* [Work required] Only the line with "let n = p.project(theta);" and the lines after it, through the end of the material, belong in the answer; repeat them exactly.

* [Exercise materials]

[Start of section]

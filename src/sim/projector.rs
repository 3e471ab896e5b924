//! Tilted-ring projection
//!
//! The ring lies in the screen plane and is rotated about the horizontal axis
//! by `tilt`. A ring point `(R cos a, R sin a)` keeps its x, its y compresses
//! by `cos(tilt)`, and `y sin(tilt)` becomes depth.
//!
//! Depth convention: larger depth = closer to the viewer. Screen y grows
//! downward, so the lower half of the ellipse is the front of the ring.
//! Orb size grows with depth and draw order is ascending depth (far first).

use glam::Vec2;

use super::easing::lerp;
use crate::consts::{DEFAULT_RADIUS, ORB_SIZE_FAR, ORB_SIZE_NEAR, TILT};
use crate::polar_to_cartesian;

/// A ring angle after projection
#[derive(Debug, Clone, Copy, PartialEq)]
pub struct ProjectedNode {
    /// Draw position relative to the ring center
    pub pos: Vec2,
    /// Larger is closer
    pub depth: f32,
    /// Normalized depth (0 = back, 1 = front)
    pub t: f32,
    /// Diameter at this depth
    pub size: f32,
}

#[derive(Debug, Clone)]
pub struct Projector {
    radius: f32,
    tilt: f32,
    size_near: f32,
    size_far: f32,
}

impl Default for Projector {
    fn default() -> Self {
        Self::new(TILT)
    }
}

impl Projector {
    pub fn new(tilt: f32) -> Self {
        Self {
            radius: DEFAULT_RADIUS,
            tilt,
            size_near: ORB_SIZE_NEAR,
            size_far: ORB_SIZE_FAR,
        }
    }

    /// Override the near/far orb sizes
    pub fn with_sizes(mut self, near: f32, far: f32) -> Self {
        self.size_near = near;
        self.size_far = far;
        self
    }

    /// Set ring radius (clamped to at least 1)
    pub fn set_radius(&mut self, r: f32) {
        self.radius = if r.is_nan() { 1.0 } else { r.max(1.0) };
    }

    #[inline]
    pub fn radius(&self) -> f32 {
        self.radius
    }

    #[inline]
    pub fn tilt(&self) -> f32 {
        self.tilt
    }

    /// Vertical extent of the ring silhouette
    pub fn ellipse_height(&self) -> f32 {
        self.radius * 2.0 * self.tilt.cos()
    }

    pub fn project(&self, theta: f32) -> ProjectedNode {
        let r = self.radius;
        let Vec2 { x, y } = polar_to_cartesian(r, theta);

        let (sin_tilt, cos_tilt) = self.tilt.sin_cos();
        let depth = y * sin_tilt;

        // Depth spans [-R sin(tilt), R sin(tilt)]
        let depth_min = -r * sin_tilt;
        let depth_range = 2.0 * r * sin_tilt;
        let t = ((depth - depth_min) / depth_range.max(1.0)).clamp(0.0, 1.0);

        ProjectedNode {
            pos: Vec2::new(x, y * cos_tilt),
            depth,
            t,
            size: lerp(self.size_far, self.size_near, t),
        }
    }
}

#[cfg(test)]
mod tests {
    use super::*;
    use std::f32::consts::PI;

    #[test]
    fn test_radius_clamped() {
        let mut p = Projector::default();
        p.set_radius(0.0);
        assert_eq!(p.radius(), 1.0);
        p.set_radius(-50.0);
        assert_eq!(p.radius(), 1.0);
        p.set_radius(320.0);
        assert_eq!(p.radius(), 320.0);
    }

    #[test]
    fn test_front_and_back_extremes() {
        let mut p = Projector::default();
        p.set_radius(100.0);

        // Bottom of the ring (screen y positive) is the front
        let front = p.project(PI / 2.0);
        assert!((front.t - 1.0).abs() < 1e-4);
        assert!((front.size - ORB_SIZE_NEAR).abs() < 1e-3);

        let back = p.project(-PI / 2.0);
        assert!(back.t.abs() < 1e-4);
        assert!((back.size - ORB_SIZE_FAR).abs() < 1e-3);

        assert!(front.depth > back.depth);
    }

    #[test]
    fn test_flat_ring() {
        let mut p = Projector::new(0.0);
        p.set_radius(100.0);

        for i in 0..12 {
            let theta = i as f32 * PI / 6.0;
            let n = p.project(theta);
            assert!((n.pos.y - 100.0 * theta.sin()).abs() < 1e-3);
            assert_eq!(n.depth, 0.0);
            assert_eq!(n.t, 0.0);
            assert_eq!(n.size, ORB_SIZE_FAR);
        }
        assert!((p.ellipse_height() - 200.0).abs() < 1e-3);
    }

    #[test]
    fn test_ellipse_height_compressed() {
        let mut p = Projector::default();
        p.set_radius(100.0);
        let expected = 200.0 * TILT.cos();
        assert!((p.ellipse_height() - expected).abs() < 1e-3);
        assert!(p.ellipse_height() < 200.0);
    }
}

[End of section]

* [Answer space]
            let n = p.project(theta);
            assert!((n.pos.y - 100.0 * theta.sin()).abs() < 1e-3);
            assert_eq!(n.depth, 0.0);
            assert_eq!(n.t, 0.0);
            assert_eq!(n.size, ORB_SIZE_FAR);
        }
        assert!((p.ellipse_height() - 200.0).abs() < 1e-3);
    }

    #[test]
    fn test_ellipse_height_compressed() {
        let mut p = Projector::default();
        p.set_radius(100.0);
        let expected = 200.0 * TILT.cos();
        assert!((p.ellipse_height() - expected).abs() < 1e-3);
        assert!(p.ellipse_height() < 200.0);
    }
}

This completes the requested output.